What if the NFL has to truncate the season, perhaps go from 16 games to 12 or 14? If so, the league would likely want most of all of its division games played in total, and the league would likely want to be sure every team had an equal number of home and road games for each team. Of course we won’t know if all of that is going to happen by the first week of May, but we will certainly have a better idea with three weeks more lead time to make the schedule official. Plus, the NFL would have to consider two more major quantifiers in the making of the schedule: Try to give each team two home games and two on the road in the first four games (or at least one home and one road in the first two weeks), and try to cram most if not all of the division games in the final 12 weeks of the season.
To sum that up: the existence of COVID-19 could (1) kick back the announcement of the schedule from its usual release in mid-April to sometime in May and (2) change the schedule to accommodate the possibility of missing the first X games of the season.
Among the considerations is ensuring that each team gets two home games and two road games within the first four games of the season, as well as fitting in all the requisite division matchups. And with a new playoff format – featuring an extra Wild Card team in each division plus two more total playoff games – you can bet the league is being especially cautious about getting the regular season record right.

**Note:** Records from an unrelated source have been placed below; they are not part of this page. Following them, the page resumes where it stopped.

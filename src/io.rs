//! The IO buckets read from.
//!
//! Files and memory maps belong to a [`Pool`](crate::Pool): when the pool is
//! cleared, files are closed and memory maps are invalidated, and buckets
//! referring to them fail to read with
//! [`BucketError::Released`](crate::BucketError::Released). Pipes and sockets
//! are anything implementing [`Source`].

mod fs;
#[cfg(feature = "mmap")]
mod mmap;
#[cfg(all(unix, feature = "libc"))]
mod pipe;
mod source;

pub use fs::File;
#[cfg(feature = "mmap")]
#[cfg_attr(docsrs, doc(cfg(feature = "mmap")))]
pub use mmap::Mmap;
#[cfg(all(unix, feature = "libc"))]
#[cfg_attr(docsrs, doc(cfg(all(unix, feature = "libc"))))]
pub use pipe::{pipe, Pipe, PipeWriter};
pub use source::Source;
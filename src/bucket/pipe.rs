//! Pipe and socket buckets.
//!
//! The length of the data is unknown until it is read. Every read takes at
//! most [`BUFFER_SIZE`] bytes from the source into a heap bucket, and returns
//! a new pipe bucket holding the source for the rest. A source that ends
//! leaves an empty immortal bucket behind. Pipes are closed at that point,
//! sockets are left for their owner to shut down.
//!
//! Non-blocking reads set the source's timeout to zero for the duration of a
//! single read, then restore it.

use core::{mem, time::Duration};
use std::io;

use super::{Bucket, Kind, ReadMode, BUFFER_SIZE};
use crate::io::Source;

impl<'a> Bucket<'a> {
    /// Creates a bucket reading from a pipe until it ends. The pipe is closed
    /// once it does.
    #[must_use]
    pub fn pipe(source: impl Source + 'static) -> Bucket<'a> {
        Bucket {
            start: 0,
            length: None,
            kind: Kind::Pipe(Box::new(source)),
        }
    }

    /// Creates a bucket reading from a socket until it ends.
    #[must_use]
    pub fn socket(source: impl Source + 'static) -> Bucket<'a> {
        Bucket {
            start: 0,
            length: None,
            kind: Kind::Socket(Box::new(source)),
        }
    }

    pub(super) fn read_source(&mut self, mode: ReadMode) -> io::Result<Option<Bucket<'a>>> {
        let (Kind::Pipe(source) | Kind::Socket(source)) = &mut self.kind else {
            unreachable!("bucket: not a pipe or socket bucket");
        };
        let mut buf = vec![0; BUFFER_SIZE].into_boxed_slice();
        let n = read_chunk(source.as_mut(), mode, &mut buf)?;

        let kind = mem::replace(&mut self.kind, Kind::Eos);
        if n > 0 {
            *self = Bucket::heap_partial(buf, n);
            let kind = match kind {
                Kind::Socket(source) => Kind::Socket(source),
                Kind::Pipe(source) => Kind::Pipe(source),
                _ => unreachable!("bucket: not a pipe or socket bucket"),
            };
            return Ok(Some(Bucket {
                start: 0,
                length: None,
                kind,
            }));
        }

        if let Kind::Pipe(mut source) = kind {
            if let Err(err) = source.close() {
                tracing::debug!(%err, "pipe bucket: close failed");
            }
            tracing::trace!("pipe bucket: end of data, closed");
        }
        *self = Bucket::immortal(b"");
        Ok(None)
    }
}

/// Reads once from `source`. Without blocking, the timeout is zeroed for the
/// read and restored afterwards, even if the read fails.
fn read_chunk(source: &mut dyn Source, mode: ReadMode, buf: &mut [u8]) -> io::Result<usize> {
    if mode == ReadMode::Block {
        return retry_interrupted(source, buf);
    }
    let timeout = source.timeout()?;
    source.set_timeout(Some(Duration::ZERO))?;
    let result = retry_interrupted(source, buf);
    let restored = source.set_timeout(timeout);
    let n = result?;
    restored?;
    Ok(n)
}

fn retry_interrupted(source: &mut dyn Source, buf: &mut [u8]) -> io::Result<usize> {
    loop {
        match source.read(buf) {
            Err(err) if err.kind() == io::ErrorKind::Interrupted => {}
            result => return result,
        }
    }
}
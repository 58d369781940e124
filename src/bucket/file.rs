//! File buckets.
//!
//! A file bucket refers to a region of an open [`File`]. Reading it reads at
//! most [`FileOptions::read_size`] bytes into a heap bucket, or, if memory
//! mapping is enabled and the region is large enough, maps up to
//! [`FileOptions::mmap_limit`] bytes and becomes a memory-mapped bucket
//! instead. Either way, the rest of the region is returned as a new file
//! bucket.

#[cfg(not(target_pointer_width = "64"))]
compile_error!("file buckets work only on 64-bit platforms");

use core::cell::{Cell, RefCell};
use std::{io, rc::Rc};

use super::{Bucket, BucketError, Kind, BUFFER_SIZE};
use crate::{io::File, pool::Pool};

#[cfg(feature = "mmap")]
use crate::io::Mmap;

/// The largest region mapped by a single read.
pub const MMAP_LIMIT: usize = 4 * 1024 * 1024;

/// How file buckets read.
#[derive(Clone, Copy, Debug, Eq, Hash, PartialEq)]
pub struct FileOptions {
    /// Whether reads may memory-map the file. Without the `mmap` feature,
    /// this has no effect.
    pub mmap: bool,
    /// Regions shorter than this are read into the heap instead of mapped.
    pub mmap_threshold: usize,
    /// The most bytes mapped by a single read.
    pub mmap_limit: usize,
    /// The most bytes read into the heap by a single read.
    pub read_size: usize,
}

impl Default for FileOptions {
    fn default() -> Self {
        Self {
            mmap: cfg!(feature = "mmap"),
            mmap_threshold: 1,
            mmap_limit: MMAP_LIMIT,
            read_size: BUFFER_SIZE,
        }
    }
}

/// File state shared by the buckets split or copied from one file bucket.
pub(super) struct FileShared {
    file: RefCell<File>,
    /// The pool memory maps are created in.
    readpool: RefCell<Pool>,
    options: Cell<FileOptions>,
}

impl FileShared {
    /// Re-homes the file into `pool`, unless its pool outlives `pool`.
    pub(super) fn set_aside(&self, pool: &Pool) -> io::Result<()> {
        let file = self.file.borrow().clone();
        if file.pool().is_ancestor_of(pool) {
            return Ok(());
        }
        if !self.readpool.borrow().is_ancestor_of(pool) {
            *self.readpool.borrow_mut() = pool.clone();
        }
        *self.file.borrow_mut() = file.set_aside(pool)?;
        Ok(())
    }
}

impl<'a> Bucket<'a> {
    /// Creates a bucket over `length` bytes of `file` starting at `offset`,
    /// reading with default [`FileOptions`]. Memory maps of the file are
    /// created in `pool`.
    #[inline(always)]
    #[must_use]
    pub fn file(file: File, offset: u64, length: usize, pool: &Pool) -> Bucket<'a> {
        Bucket::file_with_options(file, offset, length, pool, FileOptions::default())
    }

    /// Creates a file bucket reading with `options`.
    #[must_use]
    #[allow(clippy::cast_possible_truncation)]
    pub fn file_with_options(
        file: File,
        offset: u64,
        length: usize,
        pool: &Pool,
        options: FileOptions,
    ) -> Bucket<'a> {
        Bucket {
            start: offset as usize,
            length: Some(length),
            kind: Kind::File(Rc::new(FileShared {
                file: RefCell::new(file),
                readpool: RefCell::new(pool.clone()),
                options: Cell::new(options),
            })),
        }
    }

    /// Enables or disables memory mapping on reads of a file bucket and the
    /// buckets sharing its file.
    ///
    /// # Errors
    ///
    /// Returns [`BucketError::NotImplemented`] if this is not a file bucket,
    /// or if mapping is enabled without the `mmap` feature.
    pub fn set_mmap_enabled(&mut self, enabled: bool) -> Result<(), BucketError> {
        match &self.kind {
            Kind::File(shared) if !enabled || cfg!(feature = "mmap") => {
                shared.options.set(FileOptions {
                    mmap: enabled,
                    ..shared.options.get()
                });
                Ok(())
            }
            _ => Err(BucketError::NotImplemented("set_mmap_enabled", self.kind())),
        }
    }

    /// Sets the most bytes a read of a file bucket places on the heap.
    /// Sizes below [`BUFFER_SIZE`] are raised to it.
    ///
    /// # Errors
    ///
    /// Returns [`BucketError::NotImplemented`] if this is not a file bucket.
    pub fn set_read_size(&mut self, size: usize) -> Result<(), BucketError> {
        let Kind::File(shared) = &self.kind else {
            return Err(BucketError::NotImplemented("set_read_size", self.kind()));
        };
        shared.options.set(FileOptions {
            read_size: size.max(BUFFER_SIZE),
            ..shared.options.get()
        });
        Ok(())
    }

    pub(super) fn read_file(&mut self) -> io::Result<Option<Bucket<'a>>> {
        let (Kind::File(shared), Some(length)) = (&self.kind, self.length) else {
            unreachable!("bucket: not a file bucket");
        };
        let shared = Rc::clone(shared);

        #[cfg(feature = "mmap")]
        if let Some(rest) = self.promote_to_mmap(&shared, length) {
            return Ok(rest);
        }

        let file = shared.file.borrow().clone();
        let size = length.min(shared.options.get().read_size);
        let mut buf = vec![0; size];
        let mut filled = 0;
        let mut eof = false;
        while filled < size {
            match file.read_at(&mut buf[filled..], (self.start + filled) as u64) {
                Ok(0) => {
                    eof = true;
                    break;
                }
                Ok(n) => filled += n,
                Err(err) if err.kind() == io::ErrorKind::Interrupted => {}
                Err(err) => return Err(err),
            }
        }
        buf.truncate(filled);

        let rest = (!eof && filled < length).then(|| Bucket {
            start: self.start + filled,
            length: Some(length - filled),
            kind: Kind::File(shared),
        });
        *self = Bucket::heap_adopt(buf);
        Ok(rest)
    }

    /// Turns the bucket into a memory-mapped one, if the options allow it.
    /// Returns `None` if the region should be read instead.
    #[cfg(feature = "mmap")]
    fn promote_to_mmap(
        &mut self,
        shared: &Rc<FileShared>,
        length: usize,
    ) -> Option<Option<Bucket<'a>>> {
        let options = shared.options.get();
        if !options.mmap || length < options.mmap_threshold {
            return None;
        }
        // Pages past the end of the file cannot be touched.
        let size = shared.file.borrow().size().ok()?;
        let available =
            usize::try_from(size.saturating_sub(self.start as u64)).unwrap_or(usize::MAX);
        let span = length.min(options.mmap_limit).min(available);
        if span == 0 {
            return None;
        }
        let pool = shared.readpool.borrow().clone();
        let map = match Mmap::create(&shared.file.borrow(), self.start as u64, span, &pool) {
            Ok(map) => map,
            Err(err) => {
                tracing::debug!(%err, offset = self.start, span, "file bucket: mmap failed, reading instead");
                return None;
            }
        };
        tracing::trace!(offset = self.start, span, "file bucket: mapped");
        let rest = (span < length.min(available)).then(|| Bucket {
            start: self.start + span,
            length: Some(length - span),
            kind: Kind::File(Rc::clone(shared)),
        });
        *self = Bucket::mmap(map);
        Some(rest)
    }
}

Ultimately, the NFL is still lucky, as it were, because it remains possible that only the announcement of the schedule will be tweaked due to of COVID-19. That’s something with which we can all deal easily. But if the projections in early May indicate more turbulence ahead, you might see an alternate schedule with fewer games planned, starting later in the league calendar year. A frustrating, but small price to pay for public health and safety.